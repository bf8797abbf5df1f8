use crate::state::AppState;
use crate::web::api::error::ApiError;
use crate::web::api::middleware::AuthUser;
use axum::{
    extract::{
        rejection::{JsonRejection, PathRejection, QueryRejection},
        Path, Query, State,
    },
    http::StatusCode,
    response::IntoResponse,
    Json,
};
use notekeep_common::models::{Note, NoteUpdate, Page};
use notekeep_db::NoteRepo;
use serde::Deserialize;
use serde_json::json;
use std::sync::Arc;

#[derive(Debug, Deserialize)]
pub struct CreateNoteRequest {
    pub title: String,
    pub content: String,
}

/// Raw query values; bad numbers fall back to defaults instead of rejecting.
#[derive(Debug, Deserialize)]
pub struct ListNotesQuery {
    pub limit: Option<String>,
    pub offset: Option<String>,
    pub sort: Option<String>,
}

fn parse_note_id(raw: &str) -> Result<i64, ApiError> {
    raw.parse::<i64>()
        .map_err(|_| ApiError::BadRequest("invalid note id".to_string()))
}

/// POST /users/notes
#[tracing::instrument(skip(state, payload))]
pub async fn create_note(
    State(state): State<Arc<AppState>>,
    AuthUser(user_id): AuthUser,
    payload: Result<Json<CreateNoteRequest>, JsonRejection>,
) -> Result<impl IntoResponse, ApiError> {
    let Json(req) = payload?;

    let note_id = NoteRepo::create(&state.pool, user_id, &req.title, &req.content).await?;

    tracing::info!(note_id, "Note created");
    Ok((
        StatusCode::CREATED,
        Json(json!({"status": "OK", "userId": user_id, "noteId": note_id})),
    ))
}

/// GET /users/notes?limit=&offset=&sort=
#[tracing::instrument(skip(state, query))]
pub async fn list_notes(
    State(state): State<Arc<AppState>>,
    AuthUser(user_id): AuthUser,
    query: Result<Query<ListNotesQuery>, QueryRejection>,
) -> Result<impl IntoResponse, ApiError> {
    let Query(query) = query?;
    let page = Page::from_params(
        query.limit.as_deref(),
        query.offset.as_deref(),
        query.sort.as_deref(),
    );

    let notes = NoteRepo::list(&state.pool, user_id, page).await?;

    tracing::debug!(count = notes.len(), "Notes listed");
    Ok(Json(
        json!({"status": "OK", "userID": user_id, "notes": notes}),
    ))
}

/// GET /users/notes/{note_id}
#[tracing::instrument(skip(state, note_id))]
pub async fn get_note(
    State(state): State<Arc<AppState>>,
    AuthUser(user_id): AuthUser,
    note_id: Result<Path<String>, PathRejection>,
) -> Result<impl IntoResponse, ApiError> {
    let Path(note_id) = note_id?;
    let note_id = parse_note_id(&note_id)?;

    let note = Note::from(NoteRepo::get(&state.pool, user_id, note_id).await?);

    Ok(Json(json!({"status": "OK", "userID": user_id, "note": note})))
}

/// PUT /users/notes/{note_id}
#[tracing::instrument(skip(state, note_id, payload))]
pub async fn update_note(
    State(state): State<Arc<AppState>>,
    AuthUser(user_id): AuthUser,
    note_id: Result<Path<String>, PathRejection>,
    payload: Result<Json<NoteUpdate>, JsonRejection>,
) -> Result<impl IntoResponse, ApiError> {
    let Path(note_id) = note_id?;
    let note_id = parse_note_id(&note_id)?;
    let Json(update) = payload?;

    NoteRepo::update(&state.pool, user_id, note_id, &update).await?;

    tracing::info!(note_id, fields_empty = update.is_empty(), "Note updated");
    Ok(Json(
        json!({"status": "OK", "userID": user_id, "noteID": note_id}),
    ))
}

/// DELETE /users/notes/{note_id}
#[tracing::instrument(skip(state, note_id))]
pub async fn delete_note(
    State(state): State<Arc<AppState>>,
    AuthUser(user_id): AuthUser,
    note_id: Result<Path<String>, PathRejection>,
) -> Result<impl IntoResponse, ApiError> {
    let Path(note_id) = note_id?;
    let note_id = parse_note_id(&note_id)?;

    NoteRepo::delete(&state.pool, user_id, note_id).await?;

    tracing::info!(note_id, "Note deleted");
    Ok(Json(
        json!({"status": "OK", "userID": user_id, "noteID": note_id}),
    ))
}

#[cfg(test)]
mod tests {
    use super::*;

    #[test]
    fn test_parse_note_id() {
        assert_eq!(parse_note_id("42").unwrap(), 42);
        assert!(matches!(parse_note_id("abc"), Err(ApiError::BadRequest(_))));
        assert!(matches!(parse_note_id(""), Err(ApiError::BadRequest(_))));
        assert!(matches!(parse_note_id("4.2"), Err(ApiError::BadRequest(_))));
    }
}
use crate::state::AppState;
use crate::web::api::error::ApiError;
use axum::{
    extract::FromRequestParts,
    http::{header, request::Parts},
};
use notekeep_common::models::UserId;
use std::sync::Arc;

/// Extractor that validates a Bearer token and provides the caller's id.
///
/// Handlers that take `AuthUser` never run for unauthenticated requests; the
/// rejection is a 401 produced here.
#[derive(Debug, Clone, Copy)]
pub struct AuthUser(pub UserId);

impl FromRequestParts<Arc<AppState>> for AuthUser {
    type Rejection = ApiError;

    async fn from_request_parts(
        parts: &mut Parts,
        state: &Arc<AppState>,
    ) -> Result<Self, Self::Rejection> {
        let auth_header = match parts.headers.get(header::AUTHORIZATION) {
            Some(value) => Some(value.to_str().map_err(|_| {
                ApiError::Unauthorized("invalid authorization header".to_string())
            })?),
            None => None,
        };

        let token = bearer_token(auth_header)?;

        match state.identity.verify_token(token) {
            Ok(user_id) => {
                tracing::debug!(user_id = %user_id, "User identity found");
                Ok(AuthUser(user_id))
            }
            Err(e) => {
                tracing::info!("Rejected bearer token: {}", e);
                Err(e.into())
            }
        }
    }
}

/// Pull the token out of an `Authorization` value of the form `Bearer <token>`.
pub fn bearer_token(header: Option<&str>) -> Result<&str, ApiError> {
    let header = match header {
        Some(h) if !h.is_empty() => h,
        _ => {
            return Err(ApiError::Unauthorized(
                "empty authorization header".to_string(),
            ))
        }
    };

    let parts: Vec<&str> = header.split(' ').collect();
    match parts.as_slice() {
        [scheme, token] if scheme.eq_ignore_ascii_case("bearer") && !token.is_empty() => {
            Ok(*token)
        }
        _ => Err(ApiError::Unauthorized(
            "invalid authorization header".to_string(),
        )),
    }
}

....................

**What you have to do:** Starting at the first line and ending at the last, retype the entries above.

**Completed task:**
repository bf8797abbf5df1f8
use crate::state::AppState;
use crate::web::api::error::ApiError;
use crate::web::api::middleware::AuthUser;
use axum::{
    extract::{
        rejection::{JsonRejection, PathRejection, QueryRejection},
        Path, Query, State,
    },
    http::StatusCode,
    response::IntoResponse,
    Json,
};
use notekeep_common::models::{Note, NoteUpdate, Page};
use notekeep_db::NoteRepo;
use serde::Deserialize;
use serde_json::json;
use std::sync::Arc;

#[derive(Debug, Deserialize)]
pub struct CreateNoteRequest {
    pub title: String,
    pub content: String,
}

/// Raw query values; bad numbers fall back to defaults instead of rejecting.
#[derive(Debug, Deserialize)]
pub struct ListNotesQuery {
    pub limit: Option<String>,
    pub offset: Option<String>,
    pub sort: Option<String>,
}

fn parse_note_id(raw: &str) -> Result<i64, ApiError> {
    raw.parse::<i64>()
        .map_err(|_| ApiError::BadRequest("invalid note id".to_string()))
}

/// POST /users/notes
#[tracing::instrument(skip(state, payload))]
pub async fn create_note(
    State(state): State<Arc<AppState>>,
    AuthUser(user_id): AuthUser,
    payload: Result<Json<CreateNoteRequest>, JsonRejection>,
) -> Result<impl IntoResponse, ApiError> {
    let Json(req) = payload?;

    let note_id = NoteRepo::create(&state.pool, user_id, &req.title, &req.content).await?;

    tracing::info!(note_id, "Note created");
    Ok((
        StatusCode::CREATED,
        Json(json!({"status": "OK", "userId": user_id, "noteId": note_id})),
    ))
}

/// GET /users/notes?limit=&offset=&sort=
#[tracing::instrument(skip(state, query))]
pub async fn list_notes(
    State(state): State<Arc<AppState>>,
    AuthUser(user_id): AuthUser,
    query: Result<Query<ListNotesQuery>, QueryRejection>,
) -> Result<impl IntoResponse, ApiError> {
    let Query(query) = query?;
    let page = Page::from_params(
        query.limit.as_deref(),
        query.offset.as_deref(),
        query.sort.as_deref(),
    );

    let notes = NoteRepo::list(&state.pool, user_id, page).await?;

    tracing::debug!(count = notes.len(), "Notes listed");
    Ok(Json(
        json!({"status": "OK", "userID": user_id, "notes": notes}),
    ))
}

/// GET /users/notes/{note_id}
#[tracing::instrument(skip(state, note_id))]
pub async fn get_note(
    State(state): State<Arc<AppState>>,
    AuthUser(user_id): AuthUser,
    note_id: Result<Path<String>, PathRejection>,
) -> Result<impl IntoResponse, ApiError> {
    let Path(note_id) = note_id?;
    let note_id = parse_note_id(&note_id)?;

    let note = Note::from(NoteRepo::get(&state.pool, user_id, note_id).await?);

    Ok(Json(json!({"status": "OK", "userID": user_id, "note": note})))
}

/// PUT /users/notes/{note_id}
#[tracing::instrument(skip(state, note_id, payload))]
pub async fn update_note(
    State(state): State<Arc<AppState>>,
    AuthUser(user_id): AuthUser,
    note_id: Result<Path<String>, PathRejection>,
    payload: Result<Json<NoteUpdate>, JsonRejection>,
) -> Result<impl IntoResponse, ApiError> {
    let Path(note_id) = note_id?;
    let note_id = parse_note_id(&note_id)?;
    let Json(update) = payload?;

    NoteRepo::update(&state.pool, user_id, note_id, &update).await?;

    tracing::info!(note_id, fields_empty = update.is_empty(), "Note updated");
    Ok(Json(
        json!({"status": "OK", "userID": user_id, "noteID": note_id}),
    ))
}

/// DELETE /users/notes/{note_id}
#[tracing::instrument(skip(state, note_id))]
pub async fn delete_note(
    State(state): State<Arc<AppState>>,
    AuthUser(user_id): AuthUser,
    note_id: Result<Path<String>, PathRejection>,
) -> Result<impl IntoResponse, ApiError> {
    let Path(note_id) = note_id?;
    let note_id = parse_note_id(&note_id)?;

    NoteRepo::delete(&state.pool, user_id, note_id).await?;

    tracing::info!(note_id, "Note deleted");
    Ok(Json(
        json!({"status": "OK", "userID": user_id, "noteID": note_id}),
    ))
}

#[cfg(test)]
mod tests {
    use super::*;

    #[test]
    fn test_parse_note_id() {
        assert_eq!(parse_note_id("42").unwrap(), 42);
        assert!(matches!(parse_note_id("abc"), Err(ApiError::BadRequest(_))));
        assert!(matches!(parse_note_id(""), Err(ApiError::BadRequest(_))));
        assert!(matches!(parse_note_id("4.2"), Err(ApiError::BadRequest(_))));
    }
}
use crate::state::AppState;
use crate::web::api::error::ApiError;
use axum::{
    extract::FromRequestParts,
    http::{header, request::Parts},
};
use notekeep_common::models::UserId;
use std::sync::Arc;

/// Extractor that validates a Bearer token and provides the caller's id.
///
/// Handlers that take `AuthUser` never run for unauthenticated requests; the
/// rejection is a 401 produced here.
#[derive(Debug, Clone, Copy)]
pub struct AuthUser(pub UserId);

impl FromRequestParts<Arc<AppState>> for AuthUser {
    type Rejection = ApiError;

    async fn from_request_parts(
        parts: &mut Parts,
        state: &Arc<AppState>,
    ) -> Result<Self, Self::Rejection> {
        let auth_header = match parts.headers.get(header::AUTHORIZATION) {
            Some(value) => Some(value.to_str().map_err(|_| {
                ApiError::Unauthorized("invalid authorization header".to_string())
            })?),
            None => None,
        };

        let token = bearer_token(auth_header)?;

        match state.identity.verify_token(token) {
            Ok(user_id) => {
                tracing::debug!(user_id = %user_id, "User identity found");
                Ok(AuthUser(user_id))
            }
            Err(e) => {
                tracing::info!("Rejected bearer token: {}", e);
                Err(e.into())
            }
        }
    }
}

/// Pull the token out of an `Authorization` value of the form `Bearer <token>`.
pub fn bearer_token(header: Option<&str>) -> Result<&str, ApiError> {
    let header = match header {
        Some(h) if !h.is_empty() => h,
        _ => {
            return Err(ApiError::Unauthorized(
                "empty authorization header".to_string(),
            ))
        }
    };

    let parts: Vec<&str> = header.split(' ').collect();
    match parts.as_slice() {
        [scheme, token] if scheme.eq_ignore_ascii_case("bearer") && !token.is_empty() => {
            Ok(*token)
        }
        _ => Err(ApiError::Unauthorized(
            "invalid authorization header".to_string(),
        )),
    }
}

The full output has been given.